What this task involves >>
From the entries below, copy exactly the lines from the one that contains "pub struct ApiErrorData" through the one that contains "pub struct TodoPageData", both included, and only those.

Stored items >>
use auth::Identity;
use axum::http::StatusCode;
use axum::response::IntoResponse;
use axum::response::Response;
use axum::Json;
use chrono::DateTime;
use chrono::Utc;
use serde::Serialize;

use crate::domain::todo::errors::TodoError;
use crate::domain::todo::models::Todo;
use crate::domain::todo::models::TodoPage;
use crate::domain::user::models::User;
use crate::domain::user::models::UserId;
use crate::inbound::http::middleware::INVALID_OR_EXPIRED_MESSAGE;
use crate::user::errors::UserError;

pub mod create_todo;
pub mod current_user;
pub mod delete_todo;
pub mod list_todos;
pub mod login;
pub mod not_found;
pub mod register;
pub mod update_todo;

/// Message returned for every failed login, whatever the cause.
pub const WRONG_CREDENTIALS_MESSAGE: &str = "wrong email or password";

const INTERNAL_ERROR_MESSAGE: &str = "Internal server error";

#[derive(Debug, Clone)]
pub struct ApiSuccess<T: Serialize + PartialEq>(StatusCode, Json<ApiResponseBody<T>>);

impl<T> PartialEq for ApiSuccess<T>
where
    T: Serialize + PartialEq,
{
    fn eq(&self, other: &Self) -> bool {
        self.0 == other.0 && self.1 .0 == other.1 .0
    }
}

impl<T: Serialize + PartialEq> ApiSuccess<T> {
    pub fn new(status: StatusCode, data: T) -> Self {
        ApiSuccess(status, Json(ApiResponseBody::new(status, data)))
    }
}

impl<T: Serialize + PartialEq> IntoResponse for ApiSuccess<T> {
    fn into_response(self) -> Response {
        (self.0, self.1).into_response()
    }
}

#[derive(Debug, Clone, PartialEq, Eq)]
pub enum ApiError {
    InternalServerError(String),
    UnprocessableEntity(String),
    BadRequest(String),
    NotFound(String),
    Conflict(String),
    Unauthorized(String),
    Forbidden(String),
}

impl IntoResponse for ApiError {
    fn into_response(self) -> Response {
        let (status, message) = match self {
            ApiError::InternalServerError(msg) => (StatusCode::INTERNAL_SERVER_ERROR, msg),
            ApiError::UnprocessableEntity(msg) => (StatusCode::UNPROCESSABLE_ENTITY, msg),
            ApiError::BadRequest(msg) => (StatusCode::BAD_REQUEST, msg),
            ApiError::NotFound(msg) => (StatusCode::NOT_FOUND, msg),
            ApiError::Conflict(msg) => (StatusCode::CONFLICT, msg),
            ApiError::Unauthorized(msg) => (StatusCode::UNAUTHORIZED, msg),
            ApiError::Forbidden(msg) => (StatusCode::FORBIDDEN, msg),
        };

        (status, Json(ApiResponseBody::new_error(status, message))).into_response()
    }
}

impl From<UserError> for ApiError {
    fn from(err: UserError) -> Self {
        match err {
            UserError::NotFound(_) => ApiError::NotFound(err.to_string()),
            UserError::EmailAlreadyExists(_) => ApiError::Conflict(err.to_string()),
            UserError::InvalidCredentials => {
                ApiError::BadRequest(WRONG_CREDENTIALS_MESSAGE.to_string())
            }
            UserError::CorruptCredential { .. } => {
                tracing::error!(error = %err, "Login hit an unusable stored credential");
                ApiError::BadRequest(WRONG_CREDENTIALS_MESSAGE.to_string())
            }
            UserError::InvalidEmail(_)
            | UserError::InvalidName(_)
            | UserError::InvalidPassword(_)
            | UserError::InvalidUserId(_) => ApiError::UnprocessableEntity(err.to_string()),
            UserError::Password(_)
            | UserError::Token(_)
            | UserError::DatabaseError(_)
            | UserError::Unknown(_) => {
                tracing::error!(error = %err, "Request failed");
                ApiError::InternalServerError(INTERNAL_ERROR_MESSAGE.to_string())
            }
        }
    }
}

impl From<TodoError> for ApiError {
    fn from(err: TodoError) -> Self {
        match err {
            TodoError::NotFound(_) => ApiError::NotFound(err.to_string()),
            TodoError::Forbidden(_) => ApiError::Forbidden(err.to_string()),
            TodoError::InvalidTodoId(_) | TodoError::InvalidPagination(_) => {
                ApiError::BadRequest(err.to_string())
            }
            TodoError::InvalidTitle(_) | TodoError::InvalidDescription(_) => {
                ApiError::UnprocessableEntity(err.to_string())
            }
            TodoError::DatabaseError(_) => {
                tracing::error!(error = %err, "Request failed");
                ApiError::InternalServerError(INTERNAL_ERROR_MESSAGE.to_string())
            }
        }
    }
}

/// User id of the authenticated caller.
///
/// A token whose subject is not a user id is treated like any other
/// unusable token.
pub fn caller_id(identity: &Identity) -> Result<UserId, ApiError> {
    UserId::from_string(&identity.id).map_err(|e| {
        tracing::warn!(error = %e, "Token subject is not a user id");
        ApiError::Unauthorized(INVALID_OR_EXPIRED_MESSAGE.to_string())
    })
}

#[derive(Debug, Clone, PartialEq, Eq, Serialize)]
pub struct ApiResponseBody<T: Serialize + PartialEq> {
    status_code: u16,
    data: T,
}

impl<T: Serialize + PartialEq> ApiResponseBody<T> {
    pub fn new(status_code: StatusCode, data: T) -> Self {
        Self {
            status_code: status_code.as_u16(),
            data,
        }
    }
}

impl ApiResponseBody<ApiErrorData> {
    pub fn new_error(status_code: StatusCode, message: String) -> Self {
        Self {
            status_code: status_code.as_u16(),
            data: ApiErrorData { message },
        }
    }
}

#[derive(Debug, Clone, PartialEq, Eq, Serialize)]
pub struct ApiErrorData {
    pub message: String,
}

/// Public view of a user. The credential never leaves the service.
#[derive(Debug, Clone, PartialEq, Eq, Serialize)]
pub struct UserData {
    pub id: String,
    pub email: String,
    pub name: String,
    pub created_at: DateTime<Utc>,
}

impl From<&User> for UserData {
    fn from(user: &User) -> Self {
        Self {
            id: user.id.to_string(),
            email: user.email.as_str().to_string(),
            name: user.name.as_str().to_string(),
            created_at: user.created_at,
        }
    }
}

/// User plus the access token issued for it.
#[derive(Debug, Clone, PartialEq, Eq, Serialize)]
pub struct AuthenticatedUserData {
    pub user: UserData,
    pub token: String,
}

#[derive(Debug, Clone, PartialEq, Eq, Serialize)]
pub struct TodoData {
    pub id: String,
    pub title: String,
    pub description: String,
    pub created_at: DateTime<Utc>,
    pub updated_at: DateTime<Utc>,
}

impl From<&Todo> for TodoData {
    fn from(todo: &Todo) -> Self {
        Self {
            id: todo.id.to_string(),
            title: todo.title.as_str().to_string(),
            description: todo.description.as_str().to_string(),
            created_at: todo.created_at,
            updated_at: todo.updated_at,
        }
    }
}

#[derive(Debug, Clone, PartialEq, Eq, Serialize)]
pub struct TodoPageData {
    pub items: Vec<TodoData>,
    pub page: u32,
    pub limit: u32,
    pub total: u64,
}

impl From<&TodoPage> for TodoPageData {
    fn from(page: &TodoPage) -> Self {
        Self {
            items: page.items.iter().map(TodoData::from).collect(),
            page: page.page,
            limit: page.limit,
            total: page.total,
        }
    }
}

Answer for this exercise >>
pub struct ApiErrorData {
    pub message: String,
}

/// Public view of a user. The credential never leaves the service.
#[derive(Debug, Clone, PartialEq, Eq, Serialize)]
pub struct UserData {
    pub id: String,
    pub email: String,
    pub name: String,
    pub created_at: DateTime<Utc>,
}

impl From<&User> for UserData {
    fn from(user: &User) -> Self {
        Self {
            id: user.id.to_string(),
            email: user.email.as_str().to_string(),
            name: user.name.as_str().to_string(),
            created_at: user.created_at,
        }
    }
}

/// User plus the access token issued for it.
#[derive(Debug, Clone, PartialEq, Eq, Serialize)]
pub struct AuthenticatedUserData {
    pub user: UserData,
    pub token: String,
}

#[derive(Debug, Clone, PartialEq, Eq, Serialize)]
pub struct TodoData {
    pub id: String,
    pub title: String,
    pub description: String,
    pub created_at: DateTime<Utc>,
    pub updated_at: DateTime<Utc>,
}

impl From<&Todo> for TodoData {
    fn from(todo: &Todo) -> Self {
        Self {
            id: todo.id.to_string(),
            title: todo.title.as_str().to_string(),
            description: todo.description.as_str().to_string(),
            created_at: todo.created_at,
            updated_at: todo.updated_at,
        }
    }
}

#[derive(Debug, Clone, PartialEq, Eq, Serialize)]
pub struct TodoPageData {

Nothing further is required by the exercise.